Conversely, there is nothing particularly creepy about The Conjuring 2, featuring Patrick Wilson and Vera Farmiga reprising their roles as real-life 70s parapsychologists Ed and Lorraine Warren, who famously investigated such cases as Long Island’s famous Amityville haunting and the Perron farmhouse goings-on from the first movie.

With The Conjuring 2, the point is to create a movie franchise around the Warrens’ apparently plentiful case files, and the spectacular opening sequence of the installment finds the pair, whose marital bond is the strongest part of this film, conducting a séance at 112 Ocean Drive, the scene of the DeFeo family murders that later became known as the scene of The Amityville Horror.

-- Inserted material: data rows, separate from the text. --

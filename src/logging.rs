use tracing_subscriber::{fmt, prelude::*, EnvFilter};

/// Environment variable holding the log filter; `RUST_LOG` is used when unset.
pub const LOG_ENV: &str = "LESSBUILD_LOG";

/// Build the filter from the environment, defaulting to `info` (`debug` when verbose).
pub fn env_filter(verbose: bool) -> EnvFilter {
    let default_level = if verbose { "debug" } else { "info" };
    EnvFilter::try_from_env(LOG_ENV)
        .or_else(|_| EnvFilter::try_from_default_env())
        .unwrap_or_else(|_| EnvFilter::new(default_level))
}

/// Install the global subscriber, writing to stderr.
///
/// Does nothing if a subscriber is already installed.
pub fn init_logging(verbose: bool) {
    let stderr_layer = fmt::layer().with_writer(std::io::stderr).with_target(false);
    let _ = tracing_subscriber::registry().with(env_filter(verbose)).with(stderr_layer).try_init();
}
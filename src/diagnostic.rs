//! Diagnostics and the host-facing collaborator traits.
//!
//! The orchestrator never returns per-file errors directly. It reports them to a
//! [`DiagnosticSink`] so that every file of a pass is attempted before the
//! caller decides whether the run failed. Written outputs are announced to an
//! [`OutputNotifier`].

use crate::error::BuildError;
use regex::Regex;
use serde::Serialize;
use std::path::{Path, PathBuf};
use std::sync::{Mutex, MutexGuard, OnceLock};

/// Diagnostic severity. The engine only emits errors.
#[derive(Debug, Clone, Copy, PartialEq, Eq, Serialize)]
#[serde(rename_all = "UPPERCASE")]
pub enum Severity {
    Error,
}

impl std::fmt::Display for Severity {
    fn fmt(&self, f: &mut std::fmt::Formatter<'_>) -> std::fmt::Result {
        match self {
            Severity::Error => write!(f, "ERROR"),
        }
    }
}

/// A problem attributed to one source file.
#[derive(Debug, Clone, PartialEq, Eq, Serialize)]
pub struct Diagnostic {
    /// Source file the problem belongs to
    pub file: PathBuf,
    /// Line number (1-indexed, 0 if unknown)
    pub line: usize,
    /// Column number (1-indexed, 0 if unknown)
    pub column: usize,
    /// Severity
    pub severity: Severity,
    /// Human readable message
    pub message: String,
    /// Error kind that produced this diagnostic
    pub cause: Option<String>,
}

impl Diagnostic {
    /// Create an error diagnostic without location information.
    pub fn error(file: impl Into<PathBuf>, message: impl Into<String>) -> Self {
        Self {
            file: file.into(),
            line: 0,
            column: 0,
            severity: Severity::Error,
            message: message.into(),
            cause: None,
        }
    }

    /// Set the location.
    pub fn with_location(mut self, line: usize, column: usize) -> Self {
        self.line = line;
        self.column = column;
        self
    }

    /// Set the cause label.
    pub fn with_cause(mut self, cause: impl Into<String>) -> Self {
        self.cause = Some(cause.into());
        self
    }

    /// Build a diagnostic for `file` from a [`BuildError`].
    ///
    /// Compile failures keep the backend's raw message, and a `line N` /
    /// `column M` mention inside it becomes the diagnostic location.
    pub fn from_error(file: impl Into<PathBuf>, error: &BuildError) -> Self {
        let message = match error {
            BuildError::CompileFailure { message, .. } if !message.trim().is_empty() => {
                message.trim().to_string()
            }
            BuildError::CompileFailure { .. } => "Error compiling source".to_string(),
            other => other.to_string(),
        };
        let (line, column) = extract_location(&message);
        Diagnostic::error(file, message).with_location(line, column).with_cause(error.kind())
    }
}

impl std::fmt::Display for Diagnostic {
    fn fmt(&self, f: &mut std::fmt::Formatter<'_>) -> std::fmt::Result {
        write!(f, "{} in {}", self.severity, self.file.display())?;
        if self.line > 0 {
            write!(f, ":{}", self.line)?;
            if self.column > 0 {
                write!(f, ":{}", self.column)?;
            }
        }
        write!(f, ": {}", self.message)
    }
}

fn location_patterns() -> &'static (Regex, Regex) {
    static PATTERNS: OnceLock<(Regex, Regex)> = OnceLock::new();
    PATTERNS.get_or_init(|| {
        (
            Regex::new(r"(?i)\bline\s*:?\s*(\d+)").expect("valid line regex"),
            Regex::new(r"(?i)\bcol(?:umn)?\s*:?\s*(\d+)").expect("valid column regex"),
        )
    })
}

/// Pull `line N` and `column M` out of a compiler message; 0 when absent.
fn extract_location(message: &str) -> (usize, usize) {
    let (line_re, column_re) = location_patterns();
    let grab = |re: &Regex| {
        re.captures(message)
            .and_then(|c| c.get(1))
            .and_then(|m| m.as_str().parse().ok())
            .unwrap_or(0)
    };
    (grab(line_re), grab(column_re))
}

/// Receives diagnostics from the orchestrator.
///
/// Implementations must tolerate concurrent calls; configurations may be
/// processed in parallel against one sink.
pub trait DiagnosticSink: Send + Sync {
    /// Record a diagnostic.
    fn report(&self, diagnostic: Diagnostic);

    /// Forget every diagnostic previously reported for `file`.
    fn clear(&self, file: &Path);
}

/// Receives the path of every output file the engine actually wrote.
pub trait OutputNotifier: Send + Sync {
    /// Called once per written output.
    fn notify_written(&self, output: &Path);
}

fn lock<T>(mutex: &Mutex<T>) -> MutexGuard<'_, T> {
    mutex.lock().unwrap_or_else(|poisoned| poisoned.into_inner())
}

/// In-memory sink that keeps the current diagnostics per file.
#[derive(Debug, Default)]
pub struct CollectingSink {
    entries: Mutex<Vec<Diagnostic>>,
}

impl CollectingSink {
    /// Create an empty sink.
    pub fn new() -> Self {
        Self::default()
    }

    /// Snapshot of all current diagnostics, in report order.
    pub fn diagnostics(&self) -> Vec<Diagnostic> {
        lock(&self.entries).clone()
    }

    /// Diagnostics currently held for one file.
    pub fn for_file(&self, file: &Path) -> Vec<Diagnostic> {
        lock(&self.entries).iter().filter(|d| d.file == file).cloned().collect()
    }

    /// Number of held diagnostics.
    pub fn len(&self) -> usize {
        lock(&self.entries).len()
    }

    /// Whether no diagnostics are held.
    pub fn is_empty(&self) -> bool {
        lock(&self.entries).is_empty()
    }
}

impl DiagnosticSink for CollectingSink {
    fn report(&self, diagnostic: Diagnostic) {
        lock(&self.entries).push(diagnostic);
    }

    fn clear(&self, file: &Path) {
        lock(&self.entries).retain(|d| d.file != file);
    }
}

/// Sink that only logs diagnostics.
#[derive(Debug, Default, Clone, Copy)]
pub struct LoggingSink;

impl DiagnosticSink for LoggingSink {
    fn report(&self, diagnostic: Diagnostic) {
        tracing::error!(file = %diagnostic.file.display(), "{}", diagnostic);
    }

    fn clear(&self, _file: &Path) {}
}

/// Notifier that logs written outputs at debug level.
#[derive(Debug, Default, Clone, Copy)]
pub struct LoggingNotifier;

impl OutputNotifier for LoggingNotifier {
    fn notify_written(&self, output: &Path) {
        tracing::debug!(output = %output.display(), "output written");
    }
}

/// Notifier that remembers every written output.
#[derive(Debug, Default)]
pub struct RecordingNotifier {
    written: Mutex<Vec<PathBuf>>,
}

impl RecordingNotifier {
    /// Create an empty notifier.
    pub fn new() -> Self {
        Self::default()
    }

    /// All outputs written so far, in notification order.
    pub fn written(&self) -> Vec<PathBuf> {
        lock(&self.written).clone()
    }

    /// Number of notifications received.
    pub fn count(&self) -> usize {
        lock(&self.written).len()
    }

    /// Drop the recorded notifications.
    pub fn reset(&self) {
        lock(&self.written).clear();
    }
}

impl OutputNotifier for RecordingNotifier {
    fn notify_written(&self, output: &Path) {
        lock(&self.written).push(output.to_path_buf());
    }
}
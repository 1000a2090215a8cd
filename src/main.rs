//! lessbuild - Command-line tool for incremental LESS builds

use std::process::ExitCode;

use lessbuild::cli;

fn main() -> ExitCode {
    cli::run()
}
//! Configuration module for the build engine
//!
//! Provides types and parsing for `lessbuild.toml` project configuration.

pub mod configuration;
pub mod loader;
pub mod schema;

pub use configuration::*;
pub use loader::*;
pub use schema::*;
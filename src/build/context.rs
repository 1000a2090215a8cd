//! Collaborators handed to the orchestrator for a run.

use crate::build::discovery::{GlobScanner, Scanner};
use crate::diagnostic::{DiagnosticSink, LoggingNotifier, LoggingSink, OutputNotifier};

/// Build context carrying the host collaborators for one run.
///
/// Nothing is global: every orchestration pass receives the scanner that
/// enumerates sources, the sink that collects diagnostics and the notifier
/// that hears about written outputs.
#[derive(Clone, Copy)]
pub struct BuildContext<'a> {
    scanner: &'a dyn Scanner,
    sink: &'a dyn DiagnosticSink,
    notifier: &'a dyn OutputNotifier,
}

static GLOB_SCANNER: GlobScanner = GlobScanner;
static LOGGING_NOTIFIER: LoggingNotifier = LoggingNotifier;
static LOGGING_SINK: LoggingSink = LoggingSink;

impl<'a> BuildContext<'a> {
    /// Create a context from explicit collaborators.
    pub fn new(
        scanner: &'a dyn Scanner,
        sink: &'a dyn DiagnosticSink,
        notifier: &'a dyn OutputNotifier,
    ) -> Self {
        Self { scanner, sink, notifier }
    }

    /// Context with glob scanning and logging for both sink and notifier.
    pub fn logging() -> Self {
        Self::new(&GLOB_SCANNER, &LOGGING_SINK, &LOGGING_NOTIFIER)
    }

    /// Replace the scanner.
    pub fn with_scanner(mut self, scanner: &'a dyn Scanner) -> Self {
        self.scanner = scanner;
        self
    }

    /// Replace the diagnostic sink.
    pub fn with_sink(mut self, sink: &'a dyn DiagnosticSink) -> Self {
        self.sink = sink;
        self
    }

    /// Replace the output notifier.
    pub fn with_notifier(mut self, notifier: &'a dyn OutputNotifier) -> Self {
        self.notifier = notifier;
        self
    }

    pub fn scanner(&self) -> &'a dyn Scanner {
        self.scanner
    }

    pub fn sink(&self) -> &'a dyn DiagnosticSink {
        self.sink
    }

    pub fn notifier(&self) -> &'a dyn OutputNotifier {
        self.notifier
    }
}

impl std::fmt::Debug for BuildContext<'_> {
    fn fmt(&self, f: &mut std::fmt::Formatter<'_>) -> std::fmt::Result {
        f.debug_struct("BuildContext").finish_non_exhaustive()
    }
}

Lorraine, able to commune with spirits on the other side, moves through the house (a nod to The Further, the spirit neverworld of Insidious) in the psyche of the teenaged killer, Ronald DeFeo, Jr., her body his surrogate while she witnesses the killings. In this very promising sequence, Wan uses the sound of gunshots, the motion of Farmiga’s jolted body and mirrored reflections to ingenious effect. Unfortunately, the rest of the movie doesn’t sustain this sinister set-up.

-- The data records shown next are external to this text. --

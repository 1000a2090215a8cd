//! Watch mode for continuous recompilation
//!
//! The [`WatchScheduler`] re-runs every watched configuration at its own
//! polling interval until a [`CancellationToken`] fires. Staleness is decided
//! from modification times on every tick, so no filesystem notification
//! backend is involved.

use crate::build::{BuildContext, BuildOrchestrator, BuildSession, ConfigurationResult, RunResult};
use std::collections::{HashMap, HashSet};
use std::path::PathBuf;
use std::sync::{Arc, Condvar, Mutex, MutexGuard};
use std::thread::JoinHandle;
use std::time::{Duration, Instant};
use thiserror::Error;

/// Name of the watch thread.
pub const WATCH_THREAD_NAME: &str = "lessbuild-watch";

/// Error during watch mode
#[derive(Debug, Error)]
pub enum WatchError {
    /// No configuration has watching enabled
    #[error("No configuration has watch enabled")]
    NothingToWatch,
    /// Failed to start the watch thread
    #[error("Failed to start watch thread: {0}")]
    Spawn(#[source] std::io::Error),
}

/// Lifecycle of a scheduler.
#[derive(Debug, Clone, Copy, PartialEq, Eq)]
pub enum SchedulerState {
    Idle,
    Running,
    Stopping,
    Stopped,
}

/// Shared stop flag with an interruptible sleep.
#[derive(Debug, Clone, Default)]
pub struct CancellationToken {
    inner: Arc<(Mutex<bool>, Condvar)>,
}

impl CancellationToken {
    pub fn new() -> Self {
        Self::default()
    }

    fn flag(&self) -> MutexGuard<'_, bool> {
        self.inner.0.lock().unwrap_or_else(|poisoned| poisoned.into_inner())
    }

    /// Request a stop and wake any sleeper.
    pub fn cancel(&self) {
        *self.flag() = true;
        self.inner.1.notify_all();
    }

    pub fn is_cancelled(&self) -> bool {
        *self.flag()
    }

    /// Sleep up to `timeout`. Returns true if cancelled before or during the sleep.
    pub fn wait_timeout(&self, timeout: Duration) -> bool {
        let guard = self.flag();
        let (guard, _) = self
            .inner
            .1
            .wait_timeout_while(guard, timeout, |cancelled| !*cancelled)
            .unwrap_or_else(|poisoned| poisoned.into_inner());
        *guard
    }
}

/// Tracks files with errors across ticks for recovery detection
#[derive(Debug, Default)]
pub struct ErrorTracker {
    /// Files with errors in the latest run of each configuration
    files_with_errors: HashMap<String, HashSet<PathBuf>>,
}

impl ErrorTracker {
    /// Create a new error tracker
    pub fn new() -> Self {
        Self::default()
    }

    /// Update tracker with a configuration result, returns list of fixed files
    pub fn update(&mut self, result: &ConfigurationResult) -> Vec<PathBuf> {
        let current: HashSet<PathBuf> = result.diagnostics.iter().map(|d| d.file.clone()).collect();
        let previous = self.files_with_errors.insert(result.name.clone(), current.clone());

        let mut fixed: Vec<PathBuf> = previous
            .map(|prev| prev.difference(&current).cloned().collect())
            .unwrap_or_default();
        fixed.sort();
        fixed
    }

    /// Check if there are any tracked errors
    pub fn has_errors(&self) -> bool {
        self.files_with_errors.values().any(|files| !files.is_empty())
    }

    /// Get the number of files with errors
    pub fn error_count(&self) -> usize {
        self.files_with_errors.values().map(HashSet::len).sum()
    }
}

/// Format duration for display
fn format_duration(duration: Duration) -> String {
    let millis = duration.as_millis();
    if millis < 1000 {
        format!("{}ms", millis)
    } else {
        format!("{:.2}s", duration.as_secs_f64())
    }
}

/// Re-runs watched configurations at their polling interval.
#[derive(Debug)]
pub struct WatchScheduler {
    session: BuildSession,
    state: SchedulerState,
    next_due: Vec<Option<Instant>>,
    tracker: ErrorTracker,
    downgraded: Vec<String>,
    ticks: usize,
}

impl WatchScheduler {
    /// Create an idle scheduler over `session`.
    pub fn new(session: BuildSession) -> Self {
        let next_due = vec![None; session.len()];
        Self {
            session,
            state: SchedulerState::Idle,
            next_due,
            tracker: ErrorTracker::new(),
            downgraded: Vec::new(),
            ticks: 0,
        }
    }

    pub fn state(&self) -> SchedulerState {
        self.state
    }

    pub fn session(&self) -> &BuildSession {
        &self.session
    }

    /// Names of configurations whose `force` flag was cleared on start.
    pub fn downgraded(&self) -> &[String] {
        &self.downgraded
    }

    /// Number of ticks that ran at least one configuration.
    pub fn ticks(&self) -> usize {
        self.ticks
    }

    /// Whether any configuration is watched.
    pub fn has_watched(&self) -> bool {
        self.session.configurations().any(|c| c.watch)
    }

    /// Enter the running state, clearing `force` on watched configurations.
    pub fn start(&mut self) {
        if self.state != SchedulerState::Idle {
            return;
        }
        for entry in self.session.entries_mut() {
            if entry.config.watch && entry.config.force {
                entry.config = entry.config.without_force();
                tracing::info!(configuration = %entry.config.name, "Disabled the 'force' flag in watch mode.");
                self.downgraded.push(entry.config.name.clone());
            }
        }
        self.state = SchedulerState::Running;
    }

    /// Earliest instant at which a watched configuration is due.
    pub fn next_due(&self) -> Option<Instant> {
        self.session
            .configurations()
            .zip(&self.next_due)
            .filter(|(config, _)| config.watch)
            .map(|(_, due)| due.unwrap_or_else(Instant::now))
            .min()
    }

    /// Run every watched configuration due at `now`.
    pub fn tick(&mut self, ctx: &BuildContext<'_>, now: Instant) -> RunResult {
        self.start();

        let due: Vec<bool> = self
            .session
            .configurations()
            .zip(&self.next_due)
            .map(|(config, next)| config.watch && next.map_or(true, |at| at <= now))
            .collect();

        let orchestrator = BuildOrchestrator::new().with_watching(true);
        let result = self.session.run_matching(ctx, orchestrator, |i, _| due[i]);

        for (i, config) in self.session.configurations().enumerate() {
            if due[i] {
                self.next_due[i] = Some(now + config.watch_interval);
            }
        }
        if !result.configurations.is_empty() {
            self.ticks += 1;
        }
        for configuration in &result.configurations {
            self.report(configuration);
        }
        result
    }

    fn report(&mut self, result: &ConfigurationResult) {
        for fixed in self.tracker.update(result) {
            tracing::info!(configuration = %result.name, "Fixed: {}", fixed.display());
        }
        if result.is_success() {
            if result.compiled_count() > 0 {
                tracing::info!(
                    configuration = %result.name,
                    "Build complete ({}) - {} compiled",
                    format_duration(result.duration),
                    result.compiled_count()
                );
            }
        } else {
            let errors = result.diagnostics.len();
            tracing::warn!(
                configuration = %result.name,
                "Build failed ({}) - {} error{}",
                format_duration(result.duration),
                errors,
                if errors == 1 { "" } else { "s" }
            );
        }
    }

    /// Tick until `token` is cancelled.
    ///
    /// Cancellation is observed between ticks; a compile in progress always
    /// finishes.
    pub fn run(&mut self, ctx: &BuildContext<'_>, token: &CancellationToken) -> Result<(), WatchError> {
        if !self.has_watched() {
            return Err(WatchError::NothingToWatch);
        }
        self.start();
        tracing::info!("Watching for changes...");

        while !token.is_cancelled() {
            self.tick(ctx, Instant::now());
            let wait = self
                .next_due()
                .map(|due| due.saturating_duration_since(Instant::now()))
                .unwrap_or(Duration::ZERO);
            if token.wait_timeout(wait) {
                break;
            }
        }

        self.state = SchedulerState::Stopping;
        tracing::info!("Stopping watch mode");
        self.state = SchedulerState::Stopped;
        Ok(())
    }

    /// Run on a dedicated named thread with logging collaborators.
    ///
    /// The thread hands the scheduler back when it stops.
    pub fn spawn(
        mut self,
        token: CancellationToken,
    ) -> Result<JoinHandle<Result<WatchScheduler, WatchError>>, WatchError> {
        if !self.has_watched() {
            return Err(WatchError::NothingToWatch);
        }
        std::thread::Builder::new()
            .name(WATCH_THREAD_NAME.to_string())
            .spawn(move || {
                let ctx = BuildContext::logging();
                self.run(&ctx, &token)?;
                Ok(self)
            })
            .map_err(WatchError::Spawn)
    }

    /// Give back the session, e.g. to close its backends.
    pub fn into_session(self) -> BuildSession {
        self.session
    }
}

The new case occurs just outside London, where a beleaguered single mother (Francis O’ Connor, excellent) and 4 kids in working class Endfield begin experiencing paranormal activity, it’s the children who first surmise something afoot. Of course, authorities accuse the terrified daughter (Madison Wolfe) of making it all up. But when the ominous voices, nighttime entities and levitating beds become nightly terrors, mom goes on television with a plea for help.

Meanwhile, a demonic presence Lorraine witnessed in Amity resurfaces, and she’s convinced its tied to her husband’s mortality. Understandably, she’s reluctant to get involved with another case.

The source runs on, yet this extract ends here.